Illegaler Badespaß Feierwütige Briten stürmen fremde Pools - nach Google-Recherche

In Großbritannien zeichnet sich ein neuer Sommertrend ab: Via Web-Community organisieren Jugendliche nächtliche Badevergnügen in fremden Privat-Pools. Die Behörden sind besorgt, die Party-People amüsiert.


Hamburg - Britische Pool-Besitzer haben es schwer. Nicht nur, weil ihnen das manchmal etwas unstete Inselwetter zu schaffen macht, sondern weil ihre Privatschwimmbäder in letzter Zeit immer öfter zum Ziel partyfreudiger Jugendlicher werden. Die nächtlichen Badeüberfälle werden über Netzgemeinschaften wie MySpace und Facebook organisiert, geeignete Locations per Google Earth ausgesucht und dann ausgespäht, wann die Eigentümer nicht zu Hause sind, berichtet die britische Tageszeitung " Telegraph".

Swimmingpool in Google Earth: Über das Web werden die nächtlichen Badestellen ausgesucht

Swimmingpool in Google Earth: Über das Web werden die nächtlichen Badestellen ausgesucht

Dass sie auf diese Weise unfreiwillig zu Gastgebern wurden, merken die meisten der Heimgesuchten erst, wenn sie nach Hause kommen und einen Pool vorfinden, in dem Dutzende leerer Bierdosen schwimmen.

Doch manchmal sind die Veranstalter auch falsch informiert, merken nicht, dass die Eigentümer doch zu Hause sind. Dann kommt es meist zu unliebsamen Überraschungen. Zum einen für die Besitzer, die mitten in der Nacht von wildem Partylärm geweckt werden, zum anderen für die Badegäste, die sich in solchen Situationen sehr überstürzt aus dem Staub machen müssen. Nicht ohne Grund heißt es in den Einladungen üblicherweise "bring your bike", also "bring dein Fahrrad mit". So soll für eine schnelle Flucht vorgesorgt werden.

Ansonsten aber geht es den Party-People offenbar vor allem darum, Spaß zu haben. Denn zu den Standardanforderungen für die Teilnahme gehört es, dass man sich ungewöhnlich kleiden soll. Themenpartys mal anders.

Nur das Wetter kann das Partyvolk bremsen

Wie das in der Praxis aussieht, untersucht derzeit die Polizei von Devon und Cornwall. Beamte ermitteln nach einem Pool-Überfall, der sich Anfang der Woche zugetragen hat.

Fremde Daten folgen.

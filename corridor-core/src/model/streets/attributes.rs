//! Edge attributes as delivered by the ingestion and enrichment pipeline

use serde::{Deserialize, Serialize};

/// Road classification of a street segment
#[derive(Debug, Clone, Copy, PartialEq, Eq, Hash, Default, Serialize, Deserialize)]
#[serde(rename_all = "snake_case")]
pub enum RoadClass {
    Motorway,
    Trunk,
    Primary,
    Secondary,
    Tertiary,
    Unclassified,
    Residential,
    LivingStreet,
    Service,
    Track,
    Cycleway,
    Path,
    Footway,
    Pedestrian,
    Bridleway,
    Steps,
    /// Any class the extraction stage could not map
    #[default]
    #[serde(other)]
    Other,
}

/// Coarse grouping used when comparing neighbouring edges
#[derive(Debug, Clone, Copy, PartialEq, Eq, Hash)]
pub enum RoadClassGroup {
    MajorRoad,
    MinorRoad,
    Path,
    Track,
    Other,
}

impl RoadClass {
    pub fn group(self) -> RoadClassGroup {
        match self {
            Self::Motorway | Self::Trunk | Self::Primary | Self::Secondary => {
                RoadClassGroup::MajorRoad
            }
            Self::Tertiary
            | Self::Unclassified
            | Self::Residential
            | Self::LivingStreet
            | Self::Service => RoadClassGroup::MinorRoad,
            Self::Cycleway
            | Self::Path
            | Self::Footway
            | Self::Pedestrian
            | Self::Bridleway
            | Self::Steps => RoadClassGroup::Path,
            Self::Track => RoadClassGroup::Track,
            Self::Other => RoadClassGroup::Other,
        }
    }

    /// Classes built for non-motorized traffic only
    pub fn is_dedicated_infra(self) -> bool {
        matches!(self, Self::Cycleway | Self::Path | Self::Footway)
    }

    pub fn is_major(self) -> bool {
        self.group() == RoadClassGroup::MajorRoad
    }
}

/// Resolved surface type
#[derive(Debug, Clone, Copy, PartialEq, Eq, Hash, Default, Serialize, Deserialize)]
#[serde(rename_all = "snake_case")]
pub enum SurfaceType {
    Asphalt,
    Concrete,
    Paved,
    PavingStones,
    Sett,
    Compacted,
    FineGravel,
    Gravel,
    Dirt,
    Ground,
    Unpaved,
    #[default]
    #[serde(other)]
    Unknown,
}

impl SurfaceType {
    /// `None` when the surface is unknown
    pub fn is_paved(self) -> Option<bool> {
        match self {
            Self::Asphalt | Self::Concrete | Self::Paved | Self::PavingStones | Self::Sett => {
                Some(true)
            }
            Self::Compacted
            | Self::FineGravel
            | Self::Gravel
            | Self::Dirt
            | Self::Ground
            | Self::Unpaved => Some(false),
            Self::Unknown => None,
        }
    }
}

/// Surface type together with the enrichment stage's certainty about it
#[derive(Debug, Clone, Copy, PartialEq, Default, Serialize, Deserialize)]
pub struct SurfaceClassification {
    pub surface: SurfaceType,
    /// Confidence in `[0, 1]`
    pub confidence: f64,
    /// Sources disagreed on the surface
    pub has_conflict: bool,
}

impl SurfaceClassification {
    pub fn new(surface: SurfaceType, confidence: f64) -> Self {
        Self {
            surface,
            confidence,
            has_conflict: false,
        }
    }
}

/// Physical attributes of a single logical edge
#[derive(Debug, Clone, PartialEq, Default, Serialize, Deserialize)]
pub struct EdgeAttributes {
    pub road_class: RoadClass,
    pub surface: SurfaceClassification,
    pub speed_limit_kmh: Option<f64>,
    pub lanes: Option<u8>,
    pub name: Option<String>,
    pub has_bicycle_infra: bool,
    pub is_pedestrian_path: bool,
    pub has_shoulder: bool,
    pub is_separated: bool,
    pub has_traffic_calming: bool,
    pub is_oneway: bool,
    pub length_meters: f64,
    pub stop_sign_count: Option<u32>,
    pub signal_count: Option<u32>,
    pub crossing_count: Option<u32>,
}

impl EdgeAttributes {
    pub fn new(road_class: RoadClass, length_meters: f64) -> Self {
        Self {
            road_class,
            length_meters,
            ..Self::default()
        }
    }

    /// Dedicated path class, or bicycle infrastructure physically separated from traffic
    pub fn is_dedicated_infra(&self) -> bool {
        self.road_class.is_dedicated_infra() || (self.has_bicycle_infra && self.is_separated)
    }

    pub fn has_name(&self) -> bool {
        self.name.as_deref().is_some_and(|name| !name.is_empty())
    }
}

#[cfg(test)]
mod tests {
    use super::*;

    #[test]
    fn test_unmapped_tags_deserialize_to_fallbacks() {
        let class: RoadClass = serde_json::from_str("\"busway\"").unwrap();
        let surface: SurfaceType = serde_json::from_str("\"woodchips\"").unwrap();
        assert_eq!(class, RoadClass::Other);
        assert_eq!(surface, SurfaceType::Unknown);

        let class: RoadClass = serde_json::from_str("\"living_street\"").unwrap();
        assert_eq!(class, RoadClass::LivingStreet);
    }

    #[test]
    fn test_dedicated_infra() {
        assert!(EdgeAttributes::new(RoadClass::Footway, 10.0).is_dedicated_infra());

        let mut lane = EdgeAttributes::new(RoadClass::Secondary, 10.0);
        lane.has_bicycle_infra = true;
        assert!(!lane.is_dedicated_infra());
        lane.is_separated = true;
        assert!(lane.is_dedicated_infra());
    }

    #[test]
    fn test_empty_name_is_no_name() {
        let mut attrs = EdgeAttributes::new(RoadClass::Residential, 10.0);
        attrs.name = Some(String::new());
        assert!(!attrs.has_name());
        attrs.name = Some("Elm Street".to_string());
        assert!(attrs.has_name());
    }
}
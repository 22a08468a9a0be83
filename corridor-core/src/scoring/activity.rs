use std::fmt;

use serde::{Deserialize, Serialize};

/// Activity a corridor is scored for
#[derive(Debug, Clone, Copy, PartialEq, Eq, Hash, PartialOrd, Ord, Serialize, Deserialize)]
#[serde(rename_all = "kebab-case")]
pub enum ActivityType {
    RoadCycling,
    GravelCycling,
    Running,
    Walking,
}

impl ActivityType {
    pub const ALL: [Self; 4] = [
        Self::RoadCycling,
        Self::GravelCycling,
        Self::Running,
        Self::Walking,
    ];

    pub fn as_str(self) -> &'static str {
        match self {
            Self::RoadCycling => "road-cycling",
            Self::GravelCycling => "gravel-cycling",
            Self::Running => "running",
            Self::Walking => "walking",
        }
    }

    pub fn is_cycling(self) -> bool {
        matches!(self, Self::RoadCycling | Self::GravelCycling)
    }
}

impl fmt::Display for ActivityType {
    fn fmt(&self, f: &mut fmt::Formatter<'_>) -> fmt::Result {
        f.write_str(self.as_str())
    }
}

An insgesamt 500 Leute wurde einen Einladung zum Gruppenplanschen verschickt, immerhin 16 davon versammelten sich tatsächlich zu verabredeten Zeit am vereinbarten Treffpunkt. Gleich zwei Pools in Bournemouth waren Ziele ihrer nächtlichen Badeaktion.

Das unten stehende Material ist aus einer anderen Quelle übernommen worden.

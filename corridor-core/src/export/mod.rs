//! Serialization of a corridor network for display layers

mod to_geojson;

pub use to_geojson::network_to_geojson;
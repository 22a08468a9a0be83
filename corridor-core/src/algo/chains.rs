//! Growing direction-continuous edge chains out of the street graph

use std::collections::VecDeque;

use fixedbitset::FixedBitSet;
use hashbrown::HashMap;
use log::{debug, info};
use rayon::prelude::*;

use super::compatibility::edge_compatibility;
use super::components::connected_components;
use super::geometry::angle_difference;
use crate::building::{CompatibilityWeights, CorridorBuilderOptions};
use crate::model::{EdgeChain, StreetGraph};

/// Lowest compatibility score at which a candidate may continue a chain
pub const MIN_CONTINUATION_SCORE: f64 = 0.5;

/// Edges already claimed by a chain during one build.
///
/// Covers either the whole graph or a single component; edges outside the
/// covered subset report as visited so they are never traversed.
pub(crate) struct VisitedEdges {
    bits: FixedBitSet,
    slots: Option<HashMap<usize, usize>>,
}

impl VisitedEdges {
    pub(crate) fn for_graph(edge_count: usize) -> Self {
        Self {
            bits: FixedBitSet::with_capacity(edge_count),
            slots: None,
        }
    }

    pub(crate) fn for_subset(edges: &[usize]) -> Self {
        Self {
            bits: FixedBitSet::with_capacity(edges.len()),
            slots: Some(edges.iter().enumerate().map(|(slot, &edge)| (edge, slot)).collect()),
        }
    }

    fn slot(&self, edge: usize) -> Option<usize> {
        match &self.slots {
            Some(slots) => slots.get(&edge).copied(),
            None => (edge < self.bits.len()).then_some(edge),
        }
    }

    pub(crate) fn contains(&self, edge: usize) -> bool {
        self.slot(edge).is_none_or(|slot| self.bits.contains(slot))
    }

    pub(crate) fn insert(&mut self, edge: usize) {
        if let Some(slot) = self.slot(edge) {
            self.bits.insert(slot);
        }
    }
}

/// Chain builder over one graph snapshot
pub struct ChainBuilder<'a> {
    graph: &'a StreetGraph,
    max_angle_change: f64,
    weights: CompatibilityWeights,
    /// Node id -> native indices of edges ending there, in native order
    incoming: HashMap<&'a str, Vec<usize>>,
}

impl<'a> ChainBuilder<'a> {
    pub fn new(graph: &'a StreetGraph, options: &CorridorBuilderOptions) -> Self {
        Self {
            graph,
            max_angle_change: options.max_angle_change,
            weights: options.compatibility_weights,
            incoming: graph.incoming_index(),
        }
    }

    /// Builds chains from `seeds` (native indices, in native order),
    /// returning each chain with the index of the edge that started it.
    pub(crate) fn build_from_seeds(
        &self,
        seeds: &[usize],
        visited: &mut VisitedEdges,
    ) -> Vec<(usize, EdgeChain)> {
        let mut chains = Vec::new();

        for &seed in seeds {
            if visited.contains(seed) {
                continue;
            }
            self.claim(seed, visited);

            let mut chain = VecDeque::from([seed]);
            self.extend_forward(&mut chain, visited);
            self.extend_backward(&mut chain, visited);

            chains.push((seed, self.to_edge_chain(chain)));
        }

        chains
    }

    /// Marks an edge and its bidirectional twin as visited
    fn claim(&self, edge: usize, visited: &mut VisitedEdges) {
        visited.insert(edge);
        if let Some(twin) = self.graph.twin_of(edge) {
            visited.insert(twin);
        }
    }

    fn extend_forward(&self, chain: &mut VecDeque<usize>, visited: &mut VisitedEdges) {
        while let Some(&last_idx) = chain.back() {
            let last = self.graph.edge_at(last_idx);
            let exit = last.exit_bearing();

            let mut best: Option<(usize, f64)> = None;
            for &candidate_idx in self.graph.outgoing(&last.to_node_id) {
                if visited.contains(candidate_idx) {
                    continue;
                }
                let candidate = self.graph.edge_at(candidate_idx);
                if angle_difference(exit, candidate.entry_bearing()) > self.max_angle_change {
                    continue;
                }
                let score =
                    edge_compatibility(&last.attributes, &candidate.attributes, &self.weights);
                // Strict comparison: the first candidate in adjacency order wins ties
                if best.is_none_or(|(_, best_score)| score > best_score) {
                    best = Some((candidate_idx, score));
                }
            }

            match best {
                Some((next, score)) if score >= MIN_CONTINUATION_SCORE => {
                    self.claim(next, visited);
                    chain.push_back(next);
                }
                _ => break,
            }
        }
    }

    fn extend_backward(&self, chain: &mut VecDeque<usize>, visited: &mut VisitedEdges) {
        while let Some(&first_idx) = chain.front() {
            let first = self.graph.edge_at(first_idx);
            let entry = first.entry_bearing();

            let mut best: Option<(usize, f64)> = None;
            let candidates = self
                .incoming
                .get(first.from_node_id.as_str())
                .map(Vec::as_slice)
                .unwrap_or_default();
            for &candidate_idx in candidates {
                if visited.contains(candidate_idx) {
                    continue;
                }
                let candidate = self.graph.edge_at(candidate_idx);
                if angle_difference(candidate.exit_bearing(), entry) > self.max_angle_change {
                    continue;
                }
                let score =
                    edge_compatibility(&candidate.attributes, &first.attributes, &self.weights);
                if best.is_none_or(|(_, best_score)| score > best_score) {
                    best = Some((candidate_idx, score));
                }
            }

            match best {
                Some((previous, score)) if score >= MIN_CONTINUATION_SCORE => {
                    self.claim(previous, visited);
                    chain.push_front(previous);
                }
                _ => break,
            }
        }
    }

    fn to_edge_chain(&self, chain: VecDeque<usize>) -> EdgeChain {
        let first = self.graph.edge_at(chain[0]);
        let last = self.graph.edge_at(chain[chain.len() - 1]);

        EdgeChain {
            edge_ids: chain.iter().map(|&idx| self.graph.edge_at(idx).id.clone()).collect(),
            paired_edge_ids: chain
                .iter()
                .filter_map(|&idx| self.graph.twin_of(idx))
                .map(|twin| self.graph.edge_at(twin).id.clone())
                .collect(),
            start_node_id: first.from_node_id.clone(),
            end_node_id: last.to_node_id.clone(),
            total_length_meters: chain
                .iter()
                .map(|&idx| self.graph.edge_at(idx).length_meters())
                .sum(),
        }
    }
}

/// Partitions every edge of `graph` into chains.
///
/// Edges are visited in native order; each unvisited edge seeds a chain that
/// is extended forward, then backward. Deterministic for a given graph.
pub fn build_chains(graph: &StreetGraph, options: &CorridorBuilderOptions) -> Vec<EdgeChain> {
    let builder = ChainBuilder::new(graph, options);
    let seeds: Vec<usize> = (0..graph.edge_count()).collect();
    let mut visited = VisitedEdges::for_graph(graph.edge_count());

    let chains: Vec<EdgeChain> = builder
        .build_from_seeds(&seeds, &mut visited)
        .into_iter()
        .map(|(_, chain)| chain)
        .collect();

    info!(
        "Built {} chains from {} edges",
        chains.len(),
        graph.edge_count()
    );
    chains
}

/// Same result as [`build_chains`], computed per connected component in parallel.
///
/// Each component owns its visited set; chains are merged back in the order
/// of their seed edges.
pub fn build_chains_par(graph: &StreetGraph, options: &CorridorBuilderOptions) -> Vec<EdgeChain> {
    let builder = ChainBuilder::new(graph, options);
    let components = connected_components(graph);
    debug!("Building chains over {} components", components.len());

    let mut seeded: Vec<(usize, EdgeChain)> = components
        .par_iter()
        .flat_map_iter(|component| {
            let mut visited = VisitedEdges::for_subset(component);
            builder.build_from_seeds(component, &mut visited)
        })
        .collect();
    seeded.sort_unstable_by_key(|(seed, _)| *seed);

    let chains: Vec<EdgeChain> = seeded.into_iter().map(|(_, chain)| chain).collect();
    info!(
        "Built {} chains from {} edges",
        chains.len(),
        graph.edge_count()
    );
    chains
}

Die Behörden fürchten nun, der Trend könne sich ausweiten, im warmen Sommerwetter zu einer Massenbewegung werden. Ein Polizeisprecher sah sich offenbar genötigt, "vernünftige Schwimmer" zu warnen, "dass die Benutzung eines fremden Pools Hausfriedensbruch und damit illegal" ist. Dass sich die jungen Badegäste, die ihre verbotene Freizeitbeschäftigung selbst als "Dipping" bezeichnen, von solchen Reden beeindrucken lassen, darf bezweifelt werden.

Und das scheint auch die Polizei selbst zu befürchten. Vorsorglich empfiehlt sie britischen Besitzern von Swimmingpools "auf der Hut und besonders wachsam zu sein". Dieses Wochenende zumindest, können die Eigentümer der Luxusbadewannen bestimmt beruhigt zu Bett gehen: Für Südengland sehen die Meteorologen Regenwetter und Temperaturen von bestenfalls 17 Grad Celsius voraus - kein Wetter für Pool-Partys.